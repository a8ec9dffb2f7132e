//! Typed views over the schemas.

use super::schemas::{LOGIN_SCHEMA, OSHI_GROUP_FORM_SCHEMA, REGISTER_SCHEMA, SEARCH_MODE_SCHEMA};
use super::{FormValues, Schema, ValidationErrors};

use models::{LoginRequest, OshiGroup, RegisterRequest};

/// A form with a schema.
pub trait Form: Sized {
    fn schema() -> &'static Schema;

    fn to_values(&self) -> FormValues;

    /// Rebuild from values the schema already accepted.
    fn from_values(values: &FormValues) -> Self;
}

/// Validate a typed form, returning its normalized copy.
pub fn validate_form<F: Form>(form: &F) -> Result<F, ValidationErrors> {
    let normalized = F::schema().validate(&form.to_values())?;
    Ok(F::from_values(&normalized))
}

fn text_or_empty(values: &FormValues, name: &str) -> String {
    values.text(name).unwrap_or_default().to_string()
}

#[derive(Debug, Clone, Default, PartialEq, Eq)]
pub struct LoginForm {
    pub username: String,
    pub password: String,
}

impl Form for LoginForm {
    fn schema() -> &'static Schema {
        &LOGIN_SCHEMA
    }

    fn to_values(&self) -> FormValues {
        FormValues::new()
            .with_text("username", self.username.as_str())
            .with_text("password", self.password.as_str())
    }

    fn from_values(values: &FormValues) -> Self {
        Self {
            username: text_or_empty(values, "username"),
            password: text_or_empty(values, "password"),
        }
    }
}

impl From<LoginForm> for LoginRequest {
    fn from(form: LoginForm) -> Self {
        LoginRequest {
            username: form.username,
            password: form.password,
        }
    }
}

#[derive(Debug, Clone, Default, PartialEq, Eq)]
pub struct RegisterForm {
    pub username: String,
    pub email: String,
    pub password: String,
}

impl Form for RegisterForm {
    fn schema() -> &'static Schema {
        &REGISTER_SCHEMA
    }

    fn to_values(&self) -> FormValues {
        FormValues::new()
            .with_text("username", self.username.as_str())
            .with_text("email", self.email.as_str())
            .with_text("password", self.password.as_str())
    }

    fn from_values(values: &FormValues) -> Self {
        Self {
            username: text_or_empty(values, "username"),
            email: text_or_empty(values, "email"),
            password: text_or_empty(values, "password"),
        }
    }
}

impl From<RegisterForm> for RegisterRequest {
    fn from(form: RegisterForm) -> Self {
        RegisterRequest {
            username: form.username,
            email: form.email,
            password: form.password,
        }
    }
}

/// Create/edit modal contents. Nullable entity fields are edited as empty strings.
#[derive(Debug, Clone, Default, PartialEq, Eq)]
pub struct OshiGroupForm {
    pub group_name: String,
    pub company: String,
    pub description: String,
}

impl OshiGroupForm {
    /// Pre-fill from an existing group.
    pub fn from_group(group: &OshiGroup) -> Self {
        Self {
            group_name: group.group_name.clone(),
            company: group.company.clone().unwrap_or_default(),
            description: group.description.clone().unwrap_or_default(),
        }
    }
}

impl Form for OshiGroupForm {
    fn schema() -> &'static Schema {
        &OSHI_GROUP_FORM_SCHEMA
    }

    fn to_values(&self) -> FormValues {
        FormValues::new()
            .with_text("groupName", self.group_name.as_str())
            .with_text("company", self.company.as_str())
            .with_text("description", self.description.as_str())
    }

    fn from_values(values: &FormValues) -> Self {
        Self {
            group_name: text_or_empty(values, "groupName"),
            company: text_or_empty(values, "company"),
            description: text_or_empty(values, "description"),
        }
    }
}

#[derive(Debug, Clone, Copy, Default, PartialEq, Eq)]
pub struct SearchModeForm {
    pub full: bool,
    pub fuzzy: bool,
}

impl Form for SearchModeForm {
    fn schema() -> &'static Schema {
        &SEARCH_MODE_SCHEMA
    }

    fn to_values(&self) -> FormValues {
        FormValues::new()
            .with_flag("full", self.full)
            .with_flag("fuzzy", self.fuzzy)
    }

    fn from_values(values: &FormValues) -> Self {
        Self {
            full: values.flag("full").unwrap_or_default(),
            fuzzy: values.flag("fuzzy").unwrap_or_default(),
        }
    }
}
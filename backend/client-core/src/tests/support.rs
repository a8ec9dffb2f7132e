//! In-memory fakes for the API traits.

use crate::api::{AuthApi, OshiGroupApi};
use crate::error::ApiError;

use models::{
    AuthResponse, CreateOshiGroupRequest, GroupId, LoginRequest, OshiGroup, RegisterRequest,
    UpdateOshiGroupRequest,
};

use std::sync::Mutex;

pub const TEST_TIMESTAMP: &str = "2024-01-15T10:30:00";

pub fn group(id: GroupId, name: &str, company: Option<&str>) -> OshiGroup {
    OshiGroup {
        id,
        user_id: 1,
        group_name: name.to_string(),
        company: company.map(str::to_string),
        description: None,
        created_at: TEST_TIMESTAMP.to_string(),
        updated_at: TEST_TIMESTAMP.to_string(),
    }
}

#[derive(Debug, Clone, PartialEq, Eq)]
pub enum Call {
    ListByGroupName {
        full: bool,
        fuzzy: bool,
        query: String,
    },
    ListByCompany(String),
    Create(CreateOshiGroupRequest),
    Update(UpdateOshiGroupRequest),
}

/// Group backend over a vector. Full match is equality, fuzzy and company
/// are substring matches.
#[derive(Default)]
pub struct FakeGroupApi {
    groups: Mutex<Vec<OshiGroup>>,
    calls: Mutex<Vec<Call>>,
    list_error: Mutex<Option<ApiError>>,
    write_error: Mutex<Option<ApiError>>,
}

impl FakeGroupApi {
    pub fn with_groups(groups: Vec<OshiGroup>) -> Self {
        Self {
            groups: Mutex::new(groups),
            ..Self::default()
        }
    }

    pub fn fail_next_list(&self, error: ApiError) {
        *self.list_error.lock().unwrap() = Some(error);
    }

    pub fn fail_next_write(&self, error: ApiError) {
        *self.write_error.lock().unwrap() = Some(error);
    }

    pub fn calls(&self) -> Vec<Call> {
        self.calls.lock().unwrap().clone()
    }

    fn record(&self, call: Call) {
        self.calls.lock().unwrap().push(call);
    }

    fn list_where(&self, keep: impl Fn(&OshiGroup) -> bool) -> Result<Vec<OshiGroup>, ApiError> {
        if let Some(error) = self.list_error.lock().unwrap().take() {
            return Err(error);
        }
        Ok(self
            .groups
            .lock()
            .unwrap()
            .iter()
            .filter(|group| keep(group))
            .cloned()
            .collect())
    }

    fn take_write_error(&self) -> Option<ApiError> {
        self.write_error.lock().unwrap().take()
    }
}

impl OshiGroupApi for FakeGroupApi {
    async fn list_by_group_name(
        &self,
        full: bool,
        fuzzy: bool,
        group_name: &str,
    ) -> Result<Vec<OshiGroup>, ApiError> {
        self.record(Call::ListByGroupName {
            full,
            fuzzy,
            query: group_name.to_string(),
        });
        self.list_where(|group| {
            if full {
                group.group_name == group_name
            } else {
                group.group_name.contains(group_name)
            }
        })
    }

    async fn list_by_company(&self, company: &str) -> Result<Vec<OshiGroup>, ApiError> {
        self.record(Call::ListByCompany(company.to_string()));
        self.list_where(|group| {
            group
                .company
                .as_deref()
                .is_some_and(|value| value.contains(company))
        })
    }

    async fn create(&self, request: &CreateOshiGroupRequest) -> Result<OshiGroup, ApiError> {
        self.record(Call::Create(request.clone()));
        if let Some(error) = self.take_write_error() {
            return Err(error);
        }

        let mut groups = self.groups.lock().unwrap();
        let id = groups.iter().map(|group| group.id).max().unwrap_or(0) + 1;
        let mut created = group(id, &request.group_name, request.company.as_deref());
        created.description = request.description.clone();
        groups.push(created.clone());
        Ok(created)
    }

    async fn update(&self, request: &UpdateOshiGroupRequest) -> Result<OshiGroup, ApiError> {
        self.record(Call::Update(request.clone()));
        if let Some(error) = self.take_write_error() {
            return Err(error);
        }

        let mut groups = self.groups.lock().unwrap();
        let target = groups
            .iter_mut()
            .find(|group| group.id == request.group_id)
            .ok_or_else(|| ApiError::server(404u16, "グループが見つかりません"))?;
        target.group_name = request.group_name.clone();
        target.company = request.company.clone();
        target.description = request.description.clone();
        Ok(target.clone())
    }
}

/// Auth backend that accepts one username/password pair.
pub struct FakeAuthApi {
    pub calls: Mutex<usize>,
}

pub const FAKE_TOKEN: &str = "jwt-for-alice";

impl FakeAuthApi {
    pub fn new() -> Self {
        Self {
            calls: Mutex::new(0),
        }
    }

    pub fn call_count(&self) -> usize {
        *self.calls.lock().unwrap()
    }

    fn respond(&self, username: &str, email: &str) -> AuthResponse {
        *self.calls.lock().unwrap() += 1;
        AuthResponse {
            token: FAKE_TOKEN.to_string(),
            token_type: "Bearer".to_string(),
            user_id: 7,
            username: username.to_string(),
            email: email.to_string(),
        }
    }
}

impl AuthApi for FakeAuthApi {
    async fn login(&self, request: &LoginRequest) -> Result<AuthResponse, ApiError> {
        if request.password != "secret" {
            *self.calls.lock().unwrap() += 1;
            return Err(ApiError::server(401u16, "ユーザー名またはパスワードが正しくありません"));
        }
        Ok(self.respond(&request.username, "alice@example.com"))
    }

    async fn register(&self, request: &RegisterRequest) -> Result<AuthResponse, ApiError> {
        Ok(self.respond(&request.username, &request.email))
    }
}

What is being asked »
If a line in the records holds the string "usize", count it, and give only the total.

Task output »
2